Welcoming Practice

These teachings come from Cynthia Bourgeault’s book The Heart of Centering Prayer: Christian Nonduality in Theory and Practice (see p. 90-2) and Christopher Page‘s notes from a variety of Cynthia’s teachings.

INTRODUCTION

The Welcoming Practice takes the core of Centering Prayer out into daily life; that is, the witnessing component which is one of the most transformative of the Christian spiritual practices. According to Cynthia Bourgeault, it is important to identify this as a practice and not a prayer, maintaining the emphasis on the action of letting go as opposed to passive acquiescence to external circumstances.

The practice was developed by Mary Mrozowski in the early 1980s, drawing on her work with biofeedback training, Jean Pierre de Caussade’s Abandonment to Divine Providence, and her integration of Thomas Keating’s teachings on the “false-self system”. It is intended to cultivate surrender to our deeper Self in times when attachment is tempting: difficult feelings and situations, feelings of inflation (eg. smugness, pride, vainglory), and even the “highs” (eg. “I don’t want this to end!”).

STEP 1: Focus or sink in – feel the feeling

When the first indications of an emotion or physical upset arise, focus on the sensation in the body. Where in the body is the emotion felt? Feel it without judgment. Don’t think about why the emotion is there or what it means, don’t tell stories – just feel it.

When we can stop and observe the emotion without repressing or justifying it, we can more easily dissipate the energy in it. There is no need to do anything – just notice.

STEP 2: Welcome – the turning point

Whatever the sensation is, welcome it by saying internally, “Welcome, pain” or “Welcome, frustration”. It is the sensation that was felt in the first step that is being welcomed, not the situation that brought it on. By doing this, an inner hospitality and unconditional presence is developed.

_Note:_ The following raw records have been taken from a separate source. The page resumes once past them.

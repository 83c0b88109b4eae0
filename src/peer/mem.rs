use std::{
    collections::HashMap,
    sync::{
        Arc,
        atomic::{AtomicBool, Ordering},
    },
    time::Duration,
};

use anyhow::{Result, anyhow, bail};
use bytes::Bytes;
use parking_lot::{Mutex, RwLock};
use tokio::sync::broadcast;
use tracing::trace;

use super::{Address, DataPeer, Topic};

const TOPIC_CAPACITY: usize = 256;

/// An in-process [`DataPeer`].
///
/// Clones share the same blocks and topics, so several nodes in one process
/// can replicate through a single `MemPeer`. Faults can be switched on to
/// exercise failure handling.
#[derive(Debug, Clone, Default)]
pub struct MemPeer {
    inner: Arc<Inner>,
}

#[derive(Debug, Default)]
struct Inner {
    blocks: RwLock<HashMap<Address, Bytes>>,
    topics: Mutex<HashMap<Topic, broadcast::Sender<Bytes>>>,
    fail_add: AtomicBool,
    fail_cat: AtomicBool,
    cat_delay: Mutex<Option<Duration>>,
}

impl MemPeer {
    pub fn new() -> Self {
        Self::default()
    }

    /// Make every subsequent `add` fail until switched off again.
    pub fn set_fail_add(&self, fail: bool) {
        self.inner.fail_add.store(fail, Ordering::SeqCst);
    }

    /// Make every subsequent `cat` fail until switched off again.
    pub fn set_fail_cat(&self, fail: bool) {
        self.inner.fail_cat.store(fail, Ordering::SeqCst);
    }

    /// Delay every `cat` by `delay`.
    pub fn set_cat_delay(&self, delay: Option<Duration>) {
        *self.inner.cat_delay.lock() = delay;
    }

    /// Number of blocks stored.
    pub fn len(&self) -> usize {
        self.inner.blocks.read().len()
    }

    pub fn is_empty(&self) -> bool {
        self.inner.blocks.read().is_empty()
    }

    pub fn contains(&self, address: &Address) -> bool {
        self.inner.blocks.read().contains_key(address)
    }

    fn sender(&self, topic: &Topic) -> broadcast::Sender<Bytes> {
        self.inner
            .topics
            .lock()
            .entry(topic.clone())
            .or_insert_with(|| broadcast::channel(TOPIC_CAPACITY).0)
            .clone()
    }
}

impl DataPeer for MemPeer {
    async fn add(&self, data: Bytes) -> Result<Address> {
        if self.inner.fail_add.load(Ordering::SeqCst) {
            bail!("add failed: fault injected");
        }
        let address = Address::for_content(&data);
        trace!(address = %address.fmt_short(), len = data.len(), "add");
        self.inner
            .blocks
            .write()
            .entry(address.clone())
            .or_insert(data);
        Ok(address)
    }

    async fn cat(&self, address: &Address) -> Result<Bytes> {
        let delay = *self.inner.cat_delay.lock();
        if let Some(delay) = delay {
            tokio::time::sleep(delay).await;
        }
        if self.inner.fail_cat.load(Ordering::SeqCst) {
            bail!("cat failed: fault injected");
        }
        self.inner
            .blocks
            .read()
            .get(address)
            .cloned()
            .ok_or_else(|| anyhow!("no content at {address}"))
    }

    async fn publish(&self, topic: &Topic, data: Bytes) -> Result<()> {
        // no subscribers is not an error
        let receivers = self.sender(topic).send(data).unwrap_or(0);
        trace!(%topic, receivers, "publish");
        Ok(())
    }

    async fn subscribe(&self, topic: &Topic) -> Result<broadcast::Receiver<Bytes>> {
        Ok(self.sender(topic).subscribe())
    }
}

#[cfg(test)]
mod tests {
    use testresult::TestResult;

    use super::*;

    #[tokio::test]
    async fn add_cat() -> TestResult {
        let peer = MemPeer::new();
        let address = peer.add(Bytes::from_static(b"hello")).await?;
        assert_eq!(address, Address::for_content(b"hello"));
        assert_eq!(peer.cat(&address).await?, Bytes::from_static(b"hello"));
        assert!(peer.cat(&Address::new("missing")).await.is_err());

        // adding twice is a no-op
        peer.add(Bytes::from_static(b"hello")).await?;
        assert_eq!(peer.len(), 1);
        Ok(())
    }

    #[tokio::test]
    async fn clones_share_state() -> TestResult {
        let a = MemPeer::new();
        let b = a.clone();
        let address = a.add(Bytes::from_static(b"shared")).await?;
        assert!(b.contains(&address));
        Ok(())
    }

    #[tokio::test]
    async fn publish_subscribe() -> TestResult {
        let peer = MemPeer::new();
        let topic = Topic::new("t");
        // publishing without subscribers succeeds
        peer.publish(&topic, Bytes::from_static(b"lost")).await?;

        let mut rx = peer.subscribe(&topic).await?;
        peer.publish(&topic, Bytes::from_static(b"one")).await?;
        peer.publish(&Topic::new("other"), Bytes::from_static(b"two")).await?;
        assert_eq!(rx.recv().await?, Bytes::from_static(b"one"));
        assert!(rx.try_recv().is_err());
        Ok(())
    }

    #[tokio::test]
    async fn fault_injection() -> TestResult {
        let peer = MemPeer::new();
        peer.set_fail_add(true);
        assert!(peer.add(Bytes::from_static(b"x")).await.is_err());
        peer.set_fail_add(false);
        let address = peer.add(Bytes::from_static(b"x")).await?;

        peer.set_fail_cat(true);
        assert!(peer.cat(&address).await.is_err());
        peer.set_fail_cat(false);
        assert!(peer.cat(&address).await.is_ok());
        Ok(())
    }
}
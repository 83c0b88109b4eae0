//! Request and response envelopes exchanged with clients.

use std::fmt;

use serde::{Deserialize, Serialize};

use crate::{
    crdt::{Index, Link, Namespace},
    query::{Query, QueryError},
};

/// What a [`Request`] asks for.
#[derive(
    Debug,
    Clone,
    Copy,
    Default,
    PartialEq,
    Eq,
    Hash,
    Serialize,
    Deserialize,
    strum::Display,
    strum::FromRepr,
)]
#[serde(rename_all = "snake_case")]
#[strum(serialize_all = "snake_case")]
#[repr(u8)]
pub enum RequestKind {
    #[default]
    Noop = 0,
    Query = 1,
    Reflect = 2,
    Replicate = 3,
}

/// The kind of introspection a reflection request asks for.
#[derive(Debug, Clone, Copy, Default, PartialEq, Eq, Hash, strum::Display, strum::FromRepr)]
#[strum(serialize_all = "snake_case")]
#[repr(u16)]
pub enum ReflectionKind {
    #[default]
    Noop = 0,
    HeadPath = 1,
    DumpNamespace = 2,
    Index = 3,
}

/// Why a request was rejected before reaching the engine.
#[derive(Debug, Clone, PartialEq, Eq, thiserror::Error)]
pub enum ValidationError {
    #[error("unknown request type")]
    UnknownKind,
    #[error("query request without a query")]
    MissingQuery,
    #[error("invalid query: {0}")]
    InvalidQuery(#[from] QueryError),
    #[error("unknown reflection type")]
    UnknownReflection,
    #[error("replicate request without links")]
    NoLinks,
}

#[derive(Debug, Clone, Default, PartialEq, Eq)]
pub struct Request {
    pub kind: RequestKind,
    pub reflection: ReflectionKind,
    pub query: Option<Query>,
    pub replicate: Vec<Link>,
}

impl Request {
    pub fn query(query: impl Into<Query>) -> Self {
        Self {
            kind: RequestKind::Query,
            query: Some(query.into()),
            ..Default::default()
        }
    }

    pub fn reflect(reflection: ReflectionKind) -> Self {
        Self {
            kind: RequestKind::Reflect,
            reflection,
            ..Default::default()
        }
    }

    pub fn replicate(links: impl IntoIterator<Item = Link>) -> Self {
        Self {
            kind: RequestKind::Replicate,
            replicate: links.into_iter().collect(),
            ..Default::default()
        }
    }

    pub fn validate(&self) -> Result<(), ValidationError> {
        match self.kind {
            RequestKind::Noop => Err(ValidationError::UnknownKind),
            RequestKind::Query => {
                let query = self.query.as_ref().ok_or(ValidationError::MissingQuery)?;
                query.validate()?;
                Ok(())
            }
            RequestKind::Reflect => match self.reflection {
                ReflectionKind::Noop => Err(ValidationError::UnknownReflection),
                _ => Ok(()),
            },
            RequestKind::Replicate if self.replicate.is_empty() => Err(ValidationError::NoLinks),
            RequestKind::Replicate => Ok(()),
        }
    }
}

#[derive(Debug, Clone, Default, PartialEq, Eq)]
pub struct Response {
    pub msg: String,
    pub err: Option<String>,
    pub kind: RequestKind,
    /// The head address, for head reflections.
    pub path: String,
    pub namespace: Option<Namespace>,
    pub index: Option<Index>,
}

impl Response {
    pub fn ok(kind: RequestKind) -> Self {
        Self {
            msg: "ok".to_string(),
            kind,
            ..Default::default()
        }
    }

    pub fn error(kind: RequestKind, err: impl fmt::Display) -> Self {
        Self {
            msg: "error".to_string(),
            err: Some(err.to_string()),
            kind,
            ..Default::default()
        }
    }

    pub fn with_msg(mut self, msg: impl Into<String>) -> Self {
        self.msg = msg.into();
        self
    }

    pub fn with_path(mut self, path: impl Into<String>) -> Self {
        self.path = path.into();
        self
    }

    pub fn with_namespace(mut self, namespace: Namespace) -> Self {
        self.namespace = Some(namespace);
        self
    }

    pub fn with_index(mut self, index: Index) -> Self {
        self.index = Some(index);
        self
    }

    pub fn is_ok(&self) -> bool {
        self.err.is_none()
    }
}

#[cfg(test)]
mod tests {
    use super::*;
    use crate::{
        peer::Address,
        query::{JoinQuery, SelectQuery},
    };

    #[test]
    fn validation() {
        assert_eq!(
            Request::default().validate(),
            Err(ValidationError::UnknownKind)
        );
        assert_eq!(
            Request {
                kind: RequestKind::Query,
                ..Default::default()
            }
            .validate(),
            Err(ValidationError::MissingQuery)
        );
        assert!(matches!(
            Request::query(JoinQuery::new("t")).validate(),
            Err(ValidationError::InvalidQuery(_))
        ));
        assert_eq!(Request::query(SelectQuery::new("t")).validate(), Ok(()));
        assert_eq!(
            Request::reflect(ReflectionKind::Noop).validate(),
            Err(ValidationError::UnknownReflection)
        );
        assert_eq!(Request::reflect(ReflectionKind::Index).validate(), Ok(()));
        assert_eq!(
            Request::replicate(Vec::<Link>::new()).validate(),
            Err(ValidationError::NoLinks)
        );
        assert_eq!(
            Request::replicate([Link::new(Address::new("a"))]).validate(),
            Ok(())
        );
    }

    #[test]
    fn kind_codes() {
        assert_eq!(RequestKind::from_repr(2), Some(RequestKind::Reflect));
        assert_eq!(RequestKind::from_repr(9), None);
        assert_eq!(ReflectionKind::from_repr(3), Some(ReflectionKind::Index));
        assert_eq!(RequestKind::Replicate.to_string(), "replicate");
    }
}
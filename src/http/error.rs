use axum::{
    http::{StatusCode, header},
    response::IntoResponse,
};

use crate::{codec::DecodeError, service::ServiceError};

pub type ApiResult<T> = Result<T, ApiError>;

/// An error answered with a `text/plain` body.
#[derive(Debug, Clone)]
pub struct ApiError {
    status: StatusCode,
    detail: String,
}

impl ApiError {
    pub fn new(status: StatusCode, detail: impl ToString) -> Self {
        Self {
            status,
            detail: detail.to_string(),
        }
    }
}

impl IntoResponse for ApiError {
    fn into_response(self) -> axum::response::Response {
        (
            self.status,
            [(header::CONTENT_TYPE, "text/plain; charset=utf-8")],
            self.detail,
        )
            .into_response()
    }
}

impl From<DecodeError> for ApiError {
    fn from(value: DecodeError) -> Self {
        Self::new(StatusCode::INTERNAL_SERVER_ERROR, value)
    }
}

impl From<ServiceError> for ApiError {
    fn from(value: ServiceError) -> Self {
        Self::new(StatusCode::INTERNAL_SERVER_ERROR, value)
    }
}
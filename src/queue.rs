//! A bounded priority queue of pending requests.
//!
//! Each request kind belongs to a priority class; [`RequestPriorityQueue::drain`]
//! always yields from the highest non-empty class, FIFO within a class.

use std::collections::VecDeque;

use parking_lot::Mutex;
use serde::{Deserialize, Serialize};
use tokio::sync::Notify;

use crate::api::RequestKind;

pub const DEFAULT_CAPACITY: usize = 1024;

#[derive(Debug, Clone, PartialEq, Eq, Serialize, Deserialize)]
#[serde(default)]
pub struct QueueConfig {
    /// Maximum number of queued requests over all classes.
    pub capacity: usize,
    /// Request kinds from highest to lowest priority. Kinds not listed share
    /// the lowest class.
    pub order: Vec<RequestKind>,
}

impl Default for QueueConfig {
    fn default() -> Self {
        Self {
            capacity: DEFAULT_CAPACITY,
            order: vec![
                RequestKind::Reflect,
                RequestKind::Query,
                RequestKind::Replicate,
            ],
        }
    }
}

#[derive(Debug, Clone, Copy, PartialEq, Eq, thiserror::Error)]
pub enum QueueError {
    #[error("request queue is full")]
    Full,
    #[error("request queue is closed")]
    Closed,
}

#[derive(Debug)]
pub struct RequestPriorityQueue<T> {
    order: Vec<RequestKind>,
    capacity: usize,
    state: Mutex<State<T>>,
    notify: Notify,
}

#[derive(Debug)]
struct State<T> {
    classes: Vec<VecDeque<T>>,
    len: usize,
    closed: bool,
}

impl<T> RequestPriorityQueue<T> {
    pub fn new(config: &QueueConfig) -> Self {
        let classes = (0..=config.order.len()).map(|_| VecDeque::new()).collect();
        Self {
            order: config.order.clone(),
            capacity: config.capacity,
            state: Mutex::new(State {
                classes,
                len: 0,
                closed: false,
            }),
            notify: Notify::new(),
        }
    }

    fn class(&self, kind: RequestKind) -> usize {
        self.order
            .iter()
            .position(|k| *k == kind)
            .unwrap_or(self.order.len())
    }

    /// Queue `token` under the class of `kind`. Fails immediately when the
    /// queue is full or closed.
    pub fn enqueue(&self, kind: RequestKind, token: T) -> Result<(), QueueError> {
        let class = self.class(kind);
        {
            let mut state = self.state.lock();
            if state.closed {
                return Err(QueueError::Closed);
            }
            if state.len >= self.capacity {
                return Err(QueueError::Full);
            }
            state.classes[class].push_back(token);
            state.len += 1;
        }
        self.notify.notify_one();
        Ok(())
    }

    /// Wait for the next token in priority order.
    ///
    /// Returns `None` once the queue is closed. Tokens still queued at that
    /// point are dropped with the queue.
    pub async fn drain(&self) -> Option<T> {
        loop {
            let notified = self.notify.notified();
            {
                let mut state = self.state.lock();
                if state.closed {
                    return None;
                }
                if let Some(token) = state.classes.iter_mut().find_map(VecDeque::pop_front) {
                    state.len -= 1;
                    return Some(token);
                }
            }
            notified.await;
        }
    }

    /// Close the queue and wake every waiting drainer.
    ///
    /// Returns the tokens that were still queued.
    pub fn close(&self) -> Vec<T> {
        let pending = {
            let mut state = self.state.lock();
            state.closed = true;
            state.len = 0;
            state.classes.iter_mut().flat_map(|c| c.drain(..)).collect()
        };
        self.notify.notify_waiters();
        pending
    }

    pub fn len(&self) -> usize {
        self.state.lock().len
    }

    pub fn is_empty(&self) -> bool {
        self.len() == 0
    }

    pub fn is_closed(&self) -> bool {
        self.state.lock().closed
    }
}

#[cfg(test)]
mod tests {
    use std::{sync::Arc, time::Duration};

    use super::*;

    fn queue(capacity: usize) -> RequestPriorityQueue<u32> {
        RequestPriorityQueue::new(&QueueConfig {
            capacity,
            ..Default::default()
        })
    }

    #[tokio::test]
    async fn priority_then_fifo() {
        let q = queue(10);
        q.enqueue(RequestKind::Replicate, 1).unwrap();
        q.enqueue(RequestKind::Query, 2).unwrap();
        q.enqueue(RequestKind::Reflect, 3).unwrap();
        q.enqueue(RequestKind::Query, 4).unwrap();
        q.enqueue(RequestKind::Noop, 5).unwrap();
        let mut out = Vec::new();
        for _ in 0..5 {
            out.push(q.drain().await.unwrap());
        }
        assert_eq!(out, vec![3, 2, 4, 1, 5]);
        assert!(q.is_empty());
    }

    #[test]
    fn bounded() {
        let q = queue(2);
        q.enqueue(RequestKind::Query, 1).unwrap();
        q.enqueue(RequestKind::Reflect, 2).unwrap();
        assert_eq!(q.enqueue(RequestKind::Query, 3), Err(QueueError::Full));
        assert_eq!(q.len(), 2);
    }

    #[tokio::test]
    async fn drain_waits_for_enqueue() {
        let q = Arc::new(queue(2));
        let drainer = tokio::spawn({
            let q = q.clone();
            async move { q.drain().await }
        });
        tokio::time::sleep(Duration::from_millis(20)).await;
        q.enqueue(RequestKind::Query, 7).unwrap();
        assert_eq!(drainer.await.unwrap(), Some(7));
    }

    #[tokio::test]
    async fn close_wakes_drainers() {
        let q = Arc::new(queue(2));
        let drainers: Vec<_> = (0..3)
            .map(|_| {
                let q = q.clone();
                tokio::spawn(async move { q.drain().await })
            })
            .collect();
        tokio::time::sleep(Duration::from_millis(20)).await;
        assert!(q.close().is_empty());
        for drainer in drainers {
            assert_eq!(drainer.await.unwrap(), None);
        }
        assert_eq!(q.enqueue(RequestKind::Query, 1), Err(QueueError::Closed));
    }

    #[test]
    fn close_returns_pending() {
        let q = queue(4);
        q.enqueue(RequestKind::Replicate, 1).unwrap();
        q.enqueue(RequestKind::Reflect, 2).unwrap();
        assert_eq!(q.close(), vec![2, 1]);
        assert!(q.is_closed());
    }
}
//! Protobuf messages of the wire format.
//!
//! Field tags are part of the format and must never be renumbered.

use std::collections::BTreeMap;

#[derive(Clone, PartialEq, prost::Message)]
pub struct PointMessage {
    #[prost(string, tag = "1")]
    pub text: String,
    #[prost(string, repeated, tag = "2")]
    pub signatures: Vec<String>,
}

#[derive(Clone, PartialEq, prost::Message)]
pub struct NamespaceEntryMessage {
    #[prost(string, tag = "1")]
    pub table: String,
    #[prost(string, tag = "2")]
    pub row: String,
    #[prost(string, tag = "3")]
    pub entry: String,
    #[prost(message, repeated, tag = "4")]
    pub points: Vec<PointMessage>,
}

#[derive(Clone, PartialEq, prost::Message)]
pub struct NamespaceMessage {
    #[prost(message, repeated, tag = "1")]
    pub entries: Vec<NamespaceEntryMessage>,
}

#[derive(Clone, PartialEq, prost::Message)]
pub struct LinkMessage {
    #[prost(string, tag = "1")]
    pub path: String,
    #[prost(string, repeated, tag = "2")]
    pub signatures: Vec<String>,
}

#[derive(Clone, PartialEq, prost::Message)]
pub struct IndexEntryMessage {
    #[prost(string, tag = "1")]
    pub table: String,
    #[prost(message, repeated, tag = "2")]
    pub links: Vec<LinkMessage>,
}

#[derive(Clone, PartialEq, prost::Message)]
pub struct IndexMessage {
    #[prost(message, repeated, tag = "1")]
    pub entries: Vec<IndexEntryMessage>,
}

pub const QUERY_SELECT: u32 = 1;
pub const QUERY_JOIN: u32 = 2;

#[derive(Clone, PartialEq, prost::Message)]
pub struct QueryMessage {
    #[prost(uint32, tag = "1")]
    pub op_code: u32,
    #[prost(string, tag = "2")]
    pub table: String,
    #[prost(message, optional, tag = "3")]
    pub join: Option<QueryJoinMessage>,
    #[prost(message, optional, tag = "4")]
    pub select: Option<QuerySelectMessage>,
    #[prost(string, repeated, tag = "5")]
    pub public_keys: Vec<String>,
}

#[derive(Clone, PartialEq, prost::Message)]
pub struct QuerySelectMessage {
    #[prost(message, optional, tag = "1")]
    pub filter: Option<QueryWhereMessage>,
    /// Zero means unlimited.
    #[prost(uint32, tag = "2")]
    pub limit: u32,
}

pub const WHERE_ALL: u32 = 0;
pub const WHERE_AND: u32 = 1;
pub const WHERE_OR: u32 = 2;
pub const WHERE_PREDICATE: u32 = 3;

#[derive(Clone, PartialEq, prost::Message)]
pub struct QueryWhereMessage {
    #[prost(uint32, tag = "1")]
    pub op_code: u32,
    #[prost(message, repeated, tag = "2")]
    pub clauses: Vec<QueryWhereMessage>,
    #[prost(message, optional, tag = "3")]
    pub predicate: Option<QueryPredicateMessage>,
}

#[derive(Clone, PartialEq, prost::Message)]
pub struct QueryPredicateMessage {
    #[prost(uint32, tag = "1")]
    pub op_code: u32,
    #[prost(string, repeated, tag = "2")]
    pub keys: Vec<String>,
    #[prost(string, repeated, tag = "3")]
    pub literals: Vec<String>,
    #[prost(bool, tag = "4")]
    pub include_row_key: bool,
}

#[derive(Clone, PartialEq, prost::Message)]
pub struct QueryJoinMessage {
    #[prost(message, repeated, tag = "1")]
    pub rows: Vec<QueryRowJoinMessage>,
}

#[derive(Clone, PartialEq, prost::Message)]
pub struct QueryRowJoinMessage {
    #[prost(string, tag = "1")]
    pub row: String,
    #[prost(btree_map = "string, string", tag = "2")]
    pub entries: BTreeMap<String, String>,
}

#[derive(Clone, PartialEq, prost::Message)]
pub struct RequestMessage {
    #[prost(uint32, tag = "1")]
    pub kind: u32,
    #[prost(uint32, tag = "2")]
    pub reflection: u32,
    #[prost(message, optional, tag = "3")]
    pub query: Option<QueryMessage>,
    #[prost(message, repeated, tag = "4")]
    pub replicate: Vec<LinkMessage>,
}

#[derive(Clone, PartialEq, prost::Message)]
pub struct ResponseMessage {
    #[prost(string, tag = "1")]
    pub msg: String,
    #[prost(string, optional, tag = "2")]
    pub err: Option<String>,
    #[prost(uint32, tag = "3")]
    pub kind: u32,
    #[prost(string, tag = "4")]
    pub path: String,
    #[prost(message, optional, tag = "5")]
    pub namespace: Option<NamespaceMessage>,
    #[prost(message, optional, tag = "6")]
    pub index: Option<IndexMessage>,
}
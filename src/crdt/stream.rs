//! The stream form: flat, sorted, de-duplicated sequences.
//!
//! Canonical encodings are written from the stream form, so its order is a
//! total order on the concrete strings and bytes involved.

use serde::{Deserialize, Serialize};

use super::{EntryName, Lattice, RowName, TableName, index::Link, point::Entry, point::Point};

/// One `(table, row, entry)` cell with its points.
#[derive(Debug, Clone, PartialEq, Eq, Serialize, Deserialize)]
pub struct NamespaceStreamEntry {
    pub table: TableName,
    pub row: RowName,
    pub entry: EntryName,
    pub points: Vec<Point>,
}

impl NamespaceStreamEntry {
    fn key(&self) -> (&TableName, &RowName, &EntryName) {
        (&self.table, &self.row, &self.entry)
    }
}

/// The links recorded for one table.
#[derive(Debug, Clone, PartialEq, Eq, Serialize, Deserialize)]
pub struct IndexStreamEntry {
    pub table: TableName,
    pub links: Vec<Link>,
}

/// Sort by `(table, row, entry)`, merge cells with the same key and drop cells
/// without points. Points within a cell end up sorted by text, with their
/// signatures sorted and unique.
pub fn normalize_namespace_stream(
    mut entries: Vec<NamespaceStreamEntry>,
) -> Vec<NamespaceStreamEntry> {
    entries.sort_by(|a, b| a.key().cmp(&b.key()));
    let mut out: Vec<NamespaceStreamEntry> = Vec::with_capacity(entries.len());
    for item in entries {
        if item.points.is_empty() {
            continue;
        }
        match out.last_mut() {
            Some(last) if last.key() == item.key() => {
                let joined = Entry::new(std::mem::take(&mut last.points)).join(&Entry::new(item.points));
                last.points = joined.points().to_vec();
            }
            _ => {
                let points = Entry::new(item.points).points().to_vec();
                out.push(NamespaceStreamEntry { points, ..item });
            }
        }
    }
    out
}

/// Sort by table, merge entries for the same table and drop tables without
/// links. Links end up sorted by path with their signatures sorted and unique.
pub fn normalize_index_stream(mut entries: Vec<IndexStreamEntry>) -> Vec<IndexStreamEntry> {
    entries.sort_by(|a, b| a.table.cmp(&b.table));
    let mut out: Vec<IndexStreamEntry> = Vec::with_capacity(entries.len());
    for item in entries {
        if item.links.is_empty() {
            continue;
        }
        match out.last_mut() {
            Some(last) if last.table == item.table => {
                last.links.extend(item.links);
                last.links = Link::coalesce(std::mem::take(&mut last.links));
            }
            _ => {
                let links = Link::coalesce(item.links);
                out.push(IndexStreamEntry {
                    table: item.table,
                    links,
                });
            }
        }
    }
    out
}

/// Join two namespace streams, keeping every signature from both.
pub fn merge_namespace_streams(
    a: &[NamespaceStreamEntry],
    b: &[NamespaceStreamEntry],
) -> Vec<NamespaceStreamEntry> {
    normalize_namespace_stream(a.iter().chain(b).cloned().collect())
}

/// Join two index streams, keeping every signature from both.
pub fn merge_index_streams(a: &[IndexStreamEntry], b: &[IndexStreamEntry]) -> Vec<IndexStreamEntry> {
    normalize_index_stream(a.iter().chain(b).cloned().collect())
}

#[cfg(test)]
mod tests {
    use proptest::prelude::*;

    use super::*;
    use crate::crdt::{Namespace, proptests};

    fn cell(table: &str, row: &str, entry: &str, points: Vec<Point>) -> NamespaceStreamEntry {
        NamespaceStreamEntry {
            table: table.into(),
            row: row.into(),
            entry: entry.into(),
            points,
        }
    }

    #[test]
    fn normalize_sorts_and_merges() {
        let stream = vec![
            cell("t", "r2", "e", vec![Point::unsigned("x")]),
            cell("t", "r1", "e", vec![Point::unsigned("b")]),
            cell("t", "r1", "e", vec![Point::unsigned("a"), Point::unsigned("b")]),
            cell("s", "r", "e", vec![]),
        ];
        let normalized = normalize_namespace_stream(stream);
        assert_eq!(
            normalized,
            vec![
                cell("t", "r1", "e", vec![Point::unsigned("a"), Point::unsigned("b")]),
                cell("t", "r2", "e", vec![Point::unsigned("x")]),
            ]
        );
    }

    proptest! {
        #![proptest_config(ProptestConfig::with_cases(64))]

        #[test]
        fn merge_agrees_with_join(a in proptests::namespace(), b in proptests::namespace()) {
            let merged = merge_namespace_streams(&a.to_stream(), &b.to_stream());
            prop_assert_eq!(merged, a.join(&b).to_stream());
        }

        #[test]
        fn index_merge_agrees_with_join(a in proptests::index(), b in proptests::index()) {
            let merged = merge_index_streams(&a.to_stream(), &b.to_stream());
            prop_assert_eq!(merged, a.join(&b).to_stream());
        }

        #[test]
        fn from_stream_ignores_order(stream in proptests::namespace_stream()) {
            let mut reversed = stream.clone();
            reversed.reverse();
            prop_assert_eq!(Namespace::from_stream(stream), Namespace::from_stream(reversed));
        }
    }
}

In Cynthia’s words, “’You’ as pure consciousness have trumped ‘you’ as the victim of any story or situation…connected to sensation but separated from story, the inner shift can be extremely powerful”.

By welcoming the sensation, we are thanking our body for alerting us to a provoking situation. Our attitude toward strong emotions that arise from these situations is transformed with practice.

STEP 3: Letting go – freedom to choose

The letting go step incorporates the attitude of “let it be”. Surrender requires us to leave behind our wants, needs, and demands on the spiritual journey, giving up the adversarial or grasping position and making space to experience our union with God as the primary importance.

Don’t rush to let go – stay with the physical sensation, alternating between observing and welcoming. Let go of the need to fix anything, to attach stories to the feeling, and wait until the emotional spike has passed. Do not attach to a happy ending. The dissipation of the emotion will make space for heart-centred awareness, creating the inner freedom needed for conscious action, freeing us from the mercy of patterned reactions and victimhood.

STEP 4: Summary – Cynthia says it best

“’By the power of the Divine Indwelling active within me, I unconditionally embrace this moment, no matter its physical or psychological content’. And by this same indwelling strength, once inner wholeness is restored, I then choose how to deal with the outer situation, be it by acceptance or by spirited resistance. If the latter course is chosen, the actions taken – reflecting that higher coherence of witnessing presence – will have a greater effectiveness, bearing the right force and appropriate timing that Buddhist teaching classically designates as ‘skillful means’”.